Assignment
Your output must match the records exactly, line for line.

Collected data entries
* * * *

//! View navigation, filtering, lightbox, and enquiry methods.

use super::state::Atelier;
use crate::constants::LIGHTBOX_HINT_MS;
use crate::enquiry::{self, EnquiryForm};
use crate::notifications::Toast;
use crate::types::{AppView, Artwork, CategoryFilter};
use gpui::*;
use gpui_component::input::InputState;
use std::time::{Duration, Instant};

impl Atelier {
    // ==================== Navigation ====================

    pub fn show_home(&mut self, cx: &mut Context<Self>) {
        self.navigation.view = AppView::Home;
        cx.notify();
    }

    pub fn show_gallery(&mut self, cx: &mut Context<Self>) {
        self.navigation.view = AppView::Gallery;
        cx.notify();
    }

    // ==================== Filtering ====================

    /// Artworks passing the active filter, in catalog order.
    pub fn visible_artworks(&self) -> Vec<Artwork> {
        self.gallery.catalog.filter(&self.gallery.filter)
    }

    /// Featured artworks for the home carousel.
    pub fn featured_artworks(&self) -> Vec<Artwork> {
        self.gallery.catalog.featured()
    }

    /// Select a category. The lightbox closes because its index points into
    /// the filtered set that is about to change.
    pub fn select_filter(&mut self, filter: CategoryFilter, cx: &mut Context<Self>) {
        if self.gallery.filter == filter {
            return;
        }
        self.gallery.filter = filter;
        self.lightbox.current = None;
        self.lightbox.hint_until = None;
        cx.notify();
    }

    // ==================== Lightbox ====================

    pub fn open_lightbox(&mut self, index: usize, window: &mut Window, cx: &mut Context<Self>) {
        let count = self.visible_artworks().len();
        if index >= count {
            return;
        }
        self.lightbox.current = Some(index);
        self.lightbox.hint_until = Some(Instant::now() + Duration::from_millis(LIGHTBOX_HINT_MS));
        // Route key events (Escape, arrows) through the focus path
        window.focus(&self.system.carousel_focus);
        self.request_frame(window, cx);
        cx.notify();
    }

    pub fn close_lightbox(&mut self, cx: &mut Context<Self>) {
        self.lightbox.current = None;
        self.lightbox.hint_until = None;
        cx.notify();
    }

    /// Step to the next artwork, wrapping at the end of the filtered set.
    pub fn lightbox_next(&mut self, cx: &mut Context<Self>) {
        let count = self.visible_artworks().len();
        self.lightbox.step_next(count);
        cx.notify();
    }

    /// Step to the previous artwork, wrapping at the start.
    pub fn lightbox_prev(&mut self, cx: &mut Context<Self>) {
        let count = self.visible_artworks().len();
        self.lightbox.step_prev(count);
        cx.notify();
    }

    /// Open a blank mail to the studio address (gallery CTA).
    pub fn contact_artist(&mut self, window: &mut Window, cx: &mut Context<Self>) {
        let url = format!("mailto:{}", crate::constants::ENQUIRY_MAILTO);
        if let Err(e) = open::that(&url) {
            tracing::warn!(error = %e, "Could not open mail client");
            self.ui
                .toast_manager
                .push(Toast::error("Could not open your mail client"));
            self.request_frame(window, cx);
        }
    }

    // ==================== Enquiry Modal ====================

    pub fn open_enquiry(&mut self, artwork_id: u64, window: &mut Window, cx: &mut Context<Self>) {
        if self.gallery.catalog.get(artwork_id).is_none() {
            tracing::warn!(artwork_id, "Enquiry requested for unknown artwork");
            return;
        }

        let name_input = cx.new(|cx| InputState::new(window, cx).placeholder("Your name"));
        let email_input = cx.new(|cx| InputState::new(window, cx).placeholder("your@email.com"));
        let phone_input = cx.new(|cx| InputState::new(window, cx).placeholder("Phone (optional)"));
        let message_input = cx.new(|cx| {
            InputState::new(window, cx)
                .placeholder("Tell us about your interest in this artwork...")
        });

        name_input.update(cx, |state, cx| {
            state.focus(window, cx);
        });

        self.enquiry.artwork_id = Some(artwork_id);
        self.enquiry.form = EnquiryForm::default();
        self.enquiry.name_input = Some(name_input);
        self.enquiry.email_input = Some(email_input);
        self.enquiry.phone_input = Some(phone_input);
        self.enquiry.message_input = Some(message_input);
        self.enquiry.errors.clear();
        self.enquiry.backdrop_clicked = false;
        cx.notify();
    }

    pub fn close_enquiry(&mut self, cx: &mut Context<Self>) {
        self.enquiry.artwork_id = None;
        self.enquiry.name_input = None;
        self.enquiry.email_input = None;
        self.enquiry.phone_input = None;
        self.enquiry.message_input = None;
        self.enquiry.errors.clear();
        cx.notify();
    }

    pub fn toggle_newsletter(&mut self, cx: &mut Context<Self>) {
        self.enquiry.form.newsletter = !self.enquiry.form.newsletter;
        cx.notify();
    }

    pub fn toggle_privacy_consent(&mut self, cx: &mut Context<Self>) {
        self.enquiry.form.privacy_consent = !self.enquiry.form.privacy_consent;
        cx.notify();
    }

    /// Validate the form and dispatch it as a prefilled mailto. Validation
    /// failures stay in the modal, annotated per field.
    pub fn submit_enquiry(&mut self, window: &mut Window, cx: &mut Context<Self>) {
        let Some(artwork_id) = self.enquiry.artwork_id else {
            return;
        };
        let Some(artwork) = self.gallery.catalog.get(artwork_id).cloned() else {
            self.close_enquiry(cx);
            return;
        };

        let read = |input: &Option<Entity<InputState>>, cx: &Context<Self>| {
            input
                .as_ref()
                .map(|i| i.read(cx).text().to_string())
                .unwrap_or_default()
        };
        self.enquiry.form.name = read(&self.enquiry.name_input, cx);
        self.enquiry.form.email = read(&self.enquiry.email_input, cx);
        self.enquiry.form.phone = read(&self.enquiry.phone_input, cx);
        self.enquiry.form.message = read(&self.enquiry.message_input, cx);

        match enquiry::dispatch(&artwork, &self.enquiry.form) {
            Ok(()) => {
                self.ui.toast_manager.push(Toast::success(format!(
                    "Enquiry for \"{}\" handed to your mail client",
                    artwork.title
                )));
                self.close_enquiry(cx);
                self.request_frame(window, cx);
            }
            Err(errors) => {
                self.enquiry.errors = errors;
                cx.notify();
            }
        }
    }
}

* * * *

Result for this task
//! View navigation, filtering, lightbox, and enquiry methods.

use super::state::Atelier;
use crate::constants::LIGHTBOX_HINT_MS;
use crate::enquiry::{self, EnquiryForm};
use crate::notifications::Toast;
use crate::types::{AppView, Artwork, CategoryFilter};
use gpui::*;
use gpui_component::input::InputState;
use std::time::{Duration, Instant};

impl Atelier {
    // ==================== Navigation ====================

    pub fn show_home(&mut self, cx: &mut Context<Self>) {
        self.navigation.view = AppView::Home;
        cx.notify();
    }

    pub fn show_gallery(&mut self, cx: &mut Context<Self>) {
        self.navigation.view = AppView::Gallery;
        cx.notify();
    }

    // ==================== Filtering ====================

    /// Artworks passing the active filter, in catalog order.
    pub fn visible_artworks(&self) -> Vec<Artwork> {
        self.gallery.catalog.filter(&self.gallery.filter)
    }

    /// Featured artworks for the home carousel.
    pub fn featured_artworks(&self) -> Vec<Artwork> {
        self.gallery.catalog.featured()
    }

    /// Select a category. The lightbox closes because its index points into
    /// the filtered set that is about to change.
    pub fn select_filter(&mut self, filter: CategoryFilter, cx: &mut Context<Self>) {
        if self.gallery.filter == filter {
            return;
        }
        self.gallery.filter = filter;
        self.lightbox.current = None;
        self.lightbox.hint_until = None;
        cx.notify();
    }

    // ==================== Lightbox ====================

    pub fn open_lightbox(&mut self, index: usize, window: &mut Window, cx: &mut Context<Self>) {
        let count = self.visible_artworks().len();
        if index >= count {
            return;
        }
        self.lightbox.current = Some(index);
        self.lightbox.hint_until = Some(Instant::now() + Duration::from_millis(LIGHTBOX_HINT_MS));
        // Route key events (Escape, arrows) through the focus path
        window.focus(&self.system.carousel_focus);
        self.request_frame(window, cx);
        cx.notify();
    }

    pub fn close_lightbox(&mut self, cx: &mut Context<Self>) {
        self.lightbox.current = None;
        self.lightbox.hint_until = None;
        cx.notify();
    }

    /// Step to the next artwork, wrapping at the end of the filtered set.
    pub fn lightbox_next(&mut self, cx: &mut Context<Self>) {
        let count = self.visible_artworks().len();
        self.lightbox.step_next(count);
        cx.notify();
    }

    /// Step to the previous artwork, wrapping at the start.
    pub fn lightbox_prev(&mut self, cx: &mut Context<Self>) {
        let count = self.visible_artworks().len();
        self.lightbox.step_prev(count);
        cx.notify();
    }

    /// Open a blank mail to the studio address (gallery CTA).
    pub fn contact_artist(&mut self, window: &mut Window, cx: &mut Context<Self>) {
        let url = format!("mailto:{}", crate::constants::ENQUIRY_MAILTO);
        if let Err(e) = open::that(&url) {
            tracing::warn!(error = %e, "Could not open mail client");
            self.ui
                .toast_manager
                .push(Toast::error("Could not open your mail client"));
            self.request_frame(window, cx);
        }
    }

    // ==================== Enquiry Modal ====================

    pub fn open_enquiry(&mut self, artwork_id: u64, window: &mut Window, cx: &mut Context<Self>) {
        if self.gallery.catalog.get(artwork_id).is_none() {
            tracing::warn!(artwork_id, "Enquiry requested for unknown artwork");
            return;
        }

        let name_input = cx.new(|cx| InputState::new(window, cx).placeholder("Your name"));
        let email_input = cx.new(|cx| InputState::new(window, cx).placeholder("your@email.com"));
        let phone_input = cx.new(|cx| InputState::new(window, cx).placeholder("Phone (optional)"));
        let message_input = cx.new(|cx| {
            InputState::new(window, cx)
                .placeholder("Tell us about your interest in this artwork...")
        });

        name_input.update(cx, |state, cx| {
            state.focus(window, cx);
        });

        self.enquiry.artwork_id = Some(artwork_id);
        self.enquiry.form = EnquiryForm::default();
        self.enquiry.name_input = Some(name_input);
        self.enquiry.email_input = Some(email_input);
        self.enquiry.phone_input = Some(phone_input);
        self.enquiry.message_input = Some(message_input);
        self.enquiry.errors.clear();
        self.enquiry.backdrop_clicked = false;
        cx.notify();
    }

    pub fn close_enquiry(&mut self, cx: &mut Context<Self>) {
        self.enquiry.artwork_id = None;
        self.enquiry.name_input = None;
        self.enquiry.email_input = None;
        self.enquiry.phone_input = None;
        self.enquiry.message_input = None;
        self.enquiry.errors.clear();
        cx.notify();
    }

    pub fn toggle_newsletter(&mut self, cx: &mut Context<Self>) {
        self.enquiry.form.newsletter = !self.enquiry.form.newsletter;
        cx.notify();
    }

    pub fn toggle_privacy_consent(&mut self, cx: &mut Context<Self>) {
        self.enquiry.form.privacy_consent = !self.enquiry.form.privacy_consent;
        cx.notify();
    }

    /// Validate the form and dispatch it as a prefilled mailto. Validation
    /// failures stay in the modal, annotated per field.
    pub fn submit_enquiry(&mut self, window: &mut Window, cx: &mut Context<Self>) {
        let Some(artwork_id) = self.enquiry.artwork_id else {
            return;
        };
        let Some(artwork) = self.gallery.catalog.get(artwork_id).cloned() else {
            self.close_enquiry(cx);
            return;
        };

        let read = |input: &Option<Entity<InputState>>, cx: &Context<Self>| {
            input
                .as_ref()
                .map(|i| i.read(cx).text().to_string())
                .unwrap_or_default()
        };
        self.enquiry.form.name = read(&self.enquiry.name_input, cx);
        self.enquiry.form.email = read(&self.enquiry.email_input, cx);
        self.enquiry.form.phone = read(&self.enquiry.phone_input, cx);
        self.enquiry.form.message = read(&self.enquiry.message_input, cx);

        match enquiry::dispatch(&artwork, &self.enquiry.form) {
            Ok(()) => {
                self.ui.toast_manager.push(Toast::success(format!(
                    "Enquiry for \"{}\" handed to your mail client",
                    artwork.title
                )));
                self.close_enquiry(cx);
                self.request_frame(window, cx);
            }
            Err(errors) => {
                self.enquiry.errors = errors;
                cx.notify();
            }
        }
    }
}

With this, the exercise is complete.